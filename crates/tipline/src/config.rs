//! Harness configuration.
//!
//! Loaded from YAML, overridden by `TIPLINE_*` environment variables, or
//! assembled with builder methods. Every field has a default, so an empty
//! document is a valid configuration.

use crate::form::FormLayout;
use crate::logging::LogConfig;
use crate::result::{HarnessError, HarnessResult};
use crate::wait::{WaitOptions, DEFAULT_POLL_INTERVAL_MS, DEFAULT_WAIT_TIMEOUT_MS};
use serde::{Deserialize, Serialize};
use std::path::{Path, PathBuf};

/// Default location of the system under test
pub const DEFAULT_BASE_URL: &str = "http://127.0.0.1:8082";

/// Default receipt format: sixteen digits once whitespace is removed
pub const DEFAULT_RECEIPT_PATTERN: &str = r"^[0-9]{16}$";

/// Default proof-of-work readiness expression, evaluated on the submission form
pub const DEFAULT_PROOF_OF_WORK_EXPR: &str =
    "angular.element(this).scope().submission.pow === true";

/// Environment variable overriding [`HarnessConfig::base_url`]
pub const ENV_BASE_URL: &str = "TIPLINE_BASE_URL";
/// Environment variable overriding [`HarnessConfig::browser`]
pub const ENV_BROWSER: &str = "TIPLINE_BROWSER";
/// Environment variable overriding [`HarnessConfig::file_upload`]
pub const ENV_FILE_UPLOAD: &str = "TIPLINE_FILE_UPLOAD";
/// Environment variable overriding [`HarnessConfig::wait_timeout_ms`]
pub const ENV_WAIT_TIMEOUT_MS: &str = "TIPLINE_WAIT_TIMEOUT_MS";
/// Environment variable overriding [`HarnessConfig::fixtures_dir`]
pub const ENV_FIXTURES_DIR: &str = "TIPLINE_FIXTURES_DIR";

/// Harness configuration
#[derive(Debug, Clone, PartialEq, Serialize, Deserialize)]
#[serde(default)]
pub struct HarnessConfig {
    /// Base URL relative navigations are joined to
    pub base_url: String,
    /// Directory holding test fixture files
    pub fixtures_dir: PathBuf,
    /// Timeout for every bounded wait
    pub wait_timeout_ms: u64,
    /// Polling interval of bounded waits
    pub poll_interval_ms: u64,
    /// Browser name reported by the execution environment
    pub browser: Option<String>,
    /// Explicit file-upload capability, wins over browser detection
    pub file_upload: Option<bool>,
    /// Fixture names attached during a submission
    pub attachments: Vec<String>,
    /// Text typed into the submission body field
    pub submission_body: String,
    /// Regular expression a receipt must match (whitespace removed)
    pub receipt_pattern: String,
    /// Readiness expression evaluated on the submission form, if any
    pub proof_of_work_expr: Option<String>,
    /// Named addressing of the submission form
    pub form: FormLayout,
    /// Logging setup, installed by [`Harness::init_logging`](crate::Harness::init_logging)
    /// or by passing it to [`init_logging`](crate::logging::init_logging)
    pub log: LogConfig,
}

impl Default for HarnessConfig {
    fn default() -> Self {
        Self {
            base_url: DEFAULT_BASE_URL.to_string(),
            fixtures_dir: PathBuf::from("tests/files"),
            wait_timeout_ms: DEFAULT_WAIT_TIMEOUT_MS,
            poll_interval_ms: DEFAULT_POLL_INTERVAL_MS,
            browser: None,
            file_upload: None,
            attachments: vec!["antani.txt".to_string(), "unknown.filetype".to_string()],
            submission_body: "x y z".to_string(),
            receipt_pattern: DEFAULT_RECEIPT_PATTERN.to_string(),
            proof_of_work_expr: Some(DEFAULT_PROOF_OF_WORK_EXPR.to_string()),
            form: FormLayout::default(),
            log: LogConfig::default(),
        }
    }
}

impl HarnessConfig {
    /// Create config with defaults
    #[must_use]
    pub fn new() -> Self {
        Self::default()
    }

    /// Parse a YAML document
    pub fn from_yaml_str(yaml: &str) -> HarnessResult<Self> {
        let config: Self = serde_yaml_ng::from_str(yaml)?;
        config.validate()?;
        Ok(config)
    }

    /// Load a YAML file
    pub fn from_file(path: impl AsRef<Path>) -> HarnessResult<Self> {
        let yaml = std::fs::read_to_string(path.as_ref())?;
        Self::from_yaml_str(&yaml)
    }

    /// Defaults overridden by the process environment
    pub fn from_env() -> HarnessResult<Self> {
        Self::default().with_env_overrides(|key| std::env::var(key).ok())
    }

    /// Apply `TIPLINE_*` overrides read through `lookup`
    pub fn with_env_overrides<F>(mut self, lookup: F) -> HarnessResult<Self>
    where
        F: Fn(&str) -> Option<String>,
    {
        if let Some(url) = lookup(ENV_BASE_URL) {
            self.base_url = url;
        }
        if let Some(browser) = lookup(ENV_BROWSER) {
            self.browser = Some(browser);
        }
        if let Some(dir) = lookup(ENV_FIXTURES_DIR) {
            self.fixtures_dir = PathBuf::from(dir);
        }
        if let Some(flag) = lookup(ENV_FILE_UPLOAD) {
            self.file_upload = Some(parse_flag(ENV_FILE_UPLOAD, &flag)?);
        }
        if let Some(ms) = lookup(ENV_WAIT_TIMEOUT_MS) {
            self.wait_timeout_ms = ms.trim().parse().map_err(|_| HarnessError::Config {
                message: format!("{ENV_WAIT_TIMEOUT_MS} must be milliseconds, got {ms:?}"),
            })?;
        }
        self.validate()?;
        Ok(self)
    }

    /// Reject values no run can succeed with
    pub fn validate(&self) -> HarnessResult<()> {
        if self.base_url.trim().is_empty() {
            return Err(HarnessError::Config {
                message: "base_url is empty".to_string(),
            });
        }
        if self.poll_interval_ms == 0 {
            return Err(HarnessError::Config {
                message: "poll_interval_ms must be positive".to_string(),
            });
        }
        if self.poll_interval_ms > self.wait_timeout_ms {
            return Err(HarnessError::Config {
                message: format!(
                    "poll_interval_ms ({}) exceeds wait_timeout_ms ({})",
                    self.poll_interval_ms, self.wait_timeout_ms
                ),
            });
        }
        Ok(())
    }

    /// Set base URL
    #[must_use]
    pub fn with_base_url(mut self, url: impl Into<String>) -> Self {
        self.base_url = url.into();
        self
    }

    /// Set fixtures directory
    #[must_use]
    pub fn with_fixtures_dir(mut self, dir: impl Into<PathBuf>) -> Self {
        self.fixtures_dir = dir.into();
        self
    }

    /// Set wait timeout
    #[must_use]
    pub const fn with_wait_timeout(mut self, timeout_ms: u64) -> Self {
        self.wait_timeout_ms = timeout_ms;
        self
    }

    /// Set polling interval
    #[must_use]
    pub const fn with_poll_interval(mut self, interval_ms: u64) -> Self {
        self.poll_interval_ms = interval_ms;
        self
    }

    /// Set browser name
    #[must_use]
    pub fn with_browser(mut self, browser: impl Into<String>) -> Self {
        self.browser = Some(browser.into());
        self
    }

    /// Force the file-upload capability
    #[must_use]
    pub const fn with_file_upload(mut self, supported: bool) -> Self {
        self.file_upload = Some(supported);
        self
    }

    /// Disable the proof-of-work readiness check
    #[must_use]
    pub fn without_proof_of_work(mut self) -> Self {
        self.proof_of_work_expr = None;
        self
    }

    /// Wait options derived from this config
    #[must_use]
    pub const fn wait_options(&self) -> WaitOptions {
        WaitOptions::new()
            .with_timeout(self.wait_timeout_ms)
            .with_poll_interval(self.poll_interval_ms)
    }
}

fn parse_flag(key: &str, raw: &str) -> HarnessResult<bool> {
    match raw.trim().to_ascii_lowercase().as_str() {
        "1" | "true" | "yes" | "on" => Ok(true),
        "0" | "false" | "no" | "off" => Ok(false),
        other => Err(HarnessError::Config {
            message: format!("{key} must be a boolean, got {other:?}"),
        }),
    }
}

• **YOUR ASSIGNMENT**: Every entry in the listing should be retyped exactly.

• **OUTPUT OF THE TASK**:
filename crates/tipline/src/config.rs
//! Harness configuration.
//!
//! Loaded from YAML, overridden by `TIPLINE_*` environment variables, or
//! assembled with builder methods. Every field has a default, so an empty
//! document is a valid configuration.

use crate::form::FormLayout;
use crate::logging::LogConfig;
use crate::result::{HarnessError, HarnessResult};
use crate::wait::{WaitOptions, DEFAULT_POLL_INTERVAL_MS, DEFAULT_WAIT_TIMEOUT_MS};
use serde::{Deserialize, Serialize};
use std::path::{Path, PathBuf};

/// Default location of the system under test
pub const DEFAULT_BASE_URL: &str = "http://127.0.0.1:8082";

/// Default receipt format: sixteen digits once whitespace is removed
pub const DEFAULT_RECEIPT_PATTERN: &str = r"^[0-9]{16}$";

/// Default proof-of-work readiness expression, evaluated on the submission form
pub const DEFAULT_PROOF_OF_WORK_EXPR: &str =
    "angular.element(this).scope().submission.pow === true";

/// Environment variable overriding [`HarnessConfig::base_url`]
pub const ENV_BASE_URL: &str = "TIPLINE_BASE_URL";
/// Environment variable overriding [`HarnessConfig::browser`]
pub const ENV_BROWSER: &str = "TIPLINE_BROWSER";
/// Environment variable overriding [`HarnessConfig::file_upload`]
pub const ENV_FILE_UPLOAD: &str = "TIPLINE_FILE_UPLOAD";
/// Environment variable overriding [`HarnessConfig::wait_timeout_ms`]
pub const ENV_WAIT_TIMEOUT_MS: &str = "TIPLINE_WAIT_TIMEOUT_MS";
/// Environment variable overriding [`HarnessConfig::fixtures_dir`]
pub const ENV_FIXTURES_DIR: &str = "TIPLINE_FIXTURES_DIR";

/// Harness configuration
#[derive(Debug, Clone, PartialEq, Serialize, Deserialize)]
#[serde(default)]
pub struct HarnessConfig {
    /// Base URL relative navigations are joined to
    pub base_url: String,
    /// Directory holding test fixture files
    pub fixtures_dir: PathBuf,
    /// Timeout for every bounded wait
    pub wait_timeout_ms: u64,
    /// Polling interval of bounded waits
    pub poll_interval_ms: u64,
    /// Browser name reported by the execution environment
    pub browser: Option<String>,
    /// Explicit file-upload capability, wins over browser detection
    pub file_upload: Option<bool>,
    /// Fixture names attached during a submission
    pub attachments: Vec<String>,
    /// Text typed into the submission body field
    pub submission_body: String,
    /// Regular expression a receipt must match (whitespace removed)
    pub receipt_pattern: String,
    /// Readiness expression evaluated on the submission form, if any
    pub proof_of_work_expr: Option<String>,
    /// Named addressing of the submission form
    pub form: FormLayout,
    /// Logging setup, installed by [`Harness::init_logging`](crate::Harness::init_logging)
    /// or by passing it to [`init_logging`](crate::logging::init_logging)
    pub log: LogConfig,
}

impl Default for HarnessConfig {
    fn default() -> Self {
        Self {
            base_url: DEFAULT_BASE_URL.to_string(),
            fixtures_dir: PathBuf::from("tests/files"),
            wait_timeout_ms: DEFAULT_WAIT_TIMEOUT_MS,
            poll_interval_ms: DEFAULT_POLL_INTERVAL_MS,
            browser: None,
            file_upload: None,
            attachments: vec!["antani.txt".to_string(), "unknown.filetype".to_string()],
            submission_body: "x y z".to_string(),
            receipt_pattern: DEFAULT_RECEIPT_PATTERN.to_string(),
            proof_of_work_expr: Some(DEFAULT_PROOF_OF_WORK_EXPR.to_string()),
            form: FormLayout::default(),
            log: LogConfig::default(),
        }
    }
}

impl HarnessConfig {
    /// Create config with defaults
    #[must_use]
    pub fn new() -> Self {
        Self::default()
    }

    /// Parse a YAML document
    pub fn from_yaml_str(yaml: &str) -> HarnessResult<Self> {
        let config: Self = serde_yaml_ng::from_str(yaml)?;
        config.validate()?;
        Ok(config)
    }

    /// Load a YAML file
    pub fn from_file(path: impl AsRef<Path>) -> HarnessResult<Self> {
        let yaml = std::fs::read_to_string(path.as_ref())?;
        Self::from_yaml_str(&yaml)
    }

    /// Defaults overridden by the process environment
    pub fn from_env() -> HarnessResult<Self> {
        Self::default().with_env_overrides(|key| std::env::var(key).ok())
    }

    /// Apply `TIPLINE_*` overrides read through `lookup`
    pub fn with_env_overrides<F>(mut self, lookup: F) -> HarnessResult<Self>
    where
        F: Fn(&str) -> Option<String>,
    {
        if let Some(url) = lookup(ENV_BASE_URL) {
            self.base_url = url;
        }
        if let Some(browser) = lookup(ENV_BROWSER) {
            self.browser = Some(browser);
        }
        if let Some(dir) = lookup(ENV_FIXTURES_DIR) {
            self.fixtures_dir = PathBuf::from(dir);
        }
        if let Some(flag) = lookup(ENV_FILE_UPLOAD) {
            self.file_upload = Some(parse_flag(ENV_FILE_UPLOAD, &flag)?);
        }
        if let Some(ms) = lookup(ENV_WAIT_TIMEOUT_MS) {
            self.wait_timeout_ms = ms.trim().parse().map_err(|_| HarnessError::Config {
                message: format!("{ENV_WAIT_TIMEOUT_MS} must be milliseconds, got {ms:?}"),
            })?;
        }
        self.validate()?;
        Ok(self)
    }

    /// Reject values no run can succeed with
    pub fn validate(&self) -> HarnessResult<()> {
        if self.base_url.trim().is_empty() {
            return Err(HarnessError::Config {
                message: "base_url is empty".to_string(),
            });
        }
        if self.poll_interval_ms == 0 {
            return Err(HarnessError::Config {
                message: "poll_interval_ms must be positive".to_string(),
            });
        }
        if self.poll_interval_ms > self.wait_timeout_ms {
            return Err(HarnessError::Config {
                message: format!(
                    "poll_interval_ms ({}) exceeds wait_timeout_ms ({})",
                    self.poll_interval_ms, self.wait_timeout_ms
                ),
            });
        }
        Ok(())
    }

    /// Set base URL
    #[must_use]
    pub fn with_base_url(mut self, url: impl Into<String>) -> Self {
        self.base_url = url.into();
        self
    }

    /// Set fixtures directory
    #[must_use]
    pub fn with_fixtures_dir(mut self, dir: impl Into<PathBuf>) -> Self {
        self.fixtures_dir = dir.into();
        self
    }

    /// Set wait timeout
    #[must_use]
    pub const fn with_wait_timeout(mut self, timeout_ms: u64) -> Self {
        self.wait_timeout_ms = timeout_ms;
        self
    }

    /// Set polling interval
    #[must_use]
    pub const fn with_poll_interval(mut self, interval_ms: u64) -> Self {
        self.poll_interval_ms = interval_ms;
        self
    }

    /// Set browser name
    #[must_use]
    pub fn with_browser(mut self, browser: impl Into<String>) -> Self {
        self.browser = Some(browser.into());
        self
    }

    /// Force the file-upload capability
    #[must_use]
    pub const fn with_file_upload(mut self, supported: bool) -> Self {
        self.file_upload = Some(supported);
        self
    }

    /// Disable the proof-of-work readiness check
    #[must_use]
    pub fn without_proof_of_work(mut self) -> Self {
        self.proof_of_work_expr = None;
        self
    }

    /// Wait options derived from this config
    #[must_use]
    pub const fn wait_options(&self) -> WaitOptions {
        WaitOptions::new()
            .with_timeout(self.wait_timeout_ms)
            .with_poll_interval(self.poll_interval_ms)
    }
}

fn parse_flag(key: &str, raw: &str) -> HarnessResult<bool> {
    match raw.trim().to_ascii_lowercase().as_str() {
        "1" | "true" | "yes" | "on" => Ok(true),
        "0" | "false" | "no" | "off" => Ok(false),
        other => Err(HarnessError::Config {
            message: format!("{key} must be a boolean, got {other:?}"),
        }),
    }
}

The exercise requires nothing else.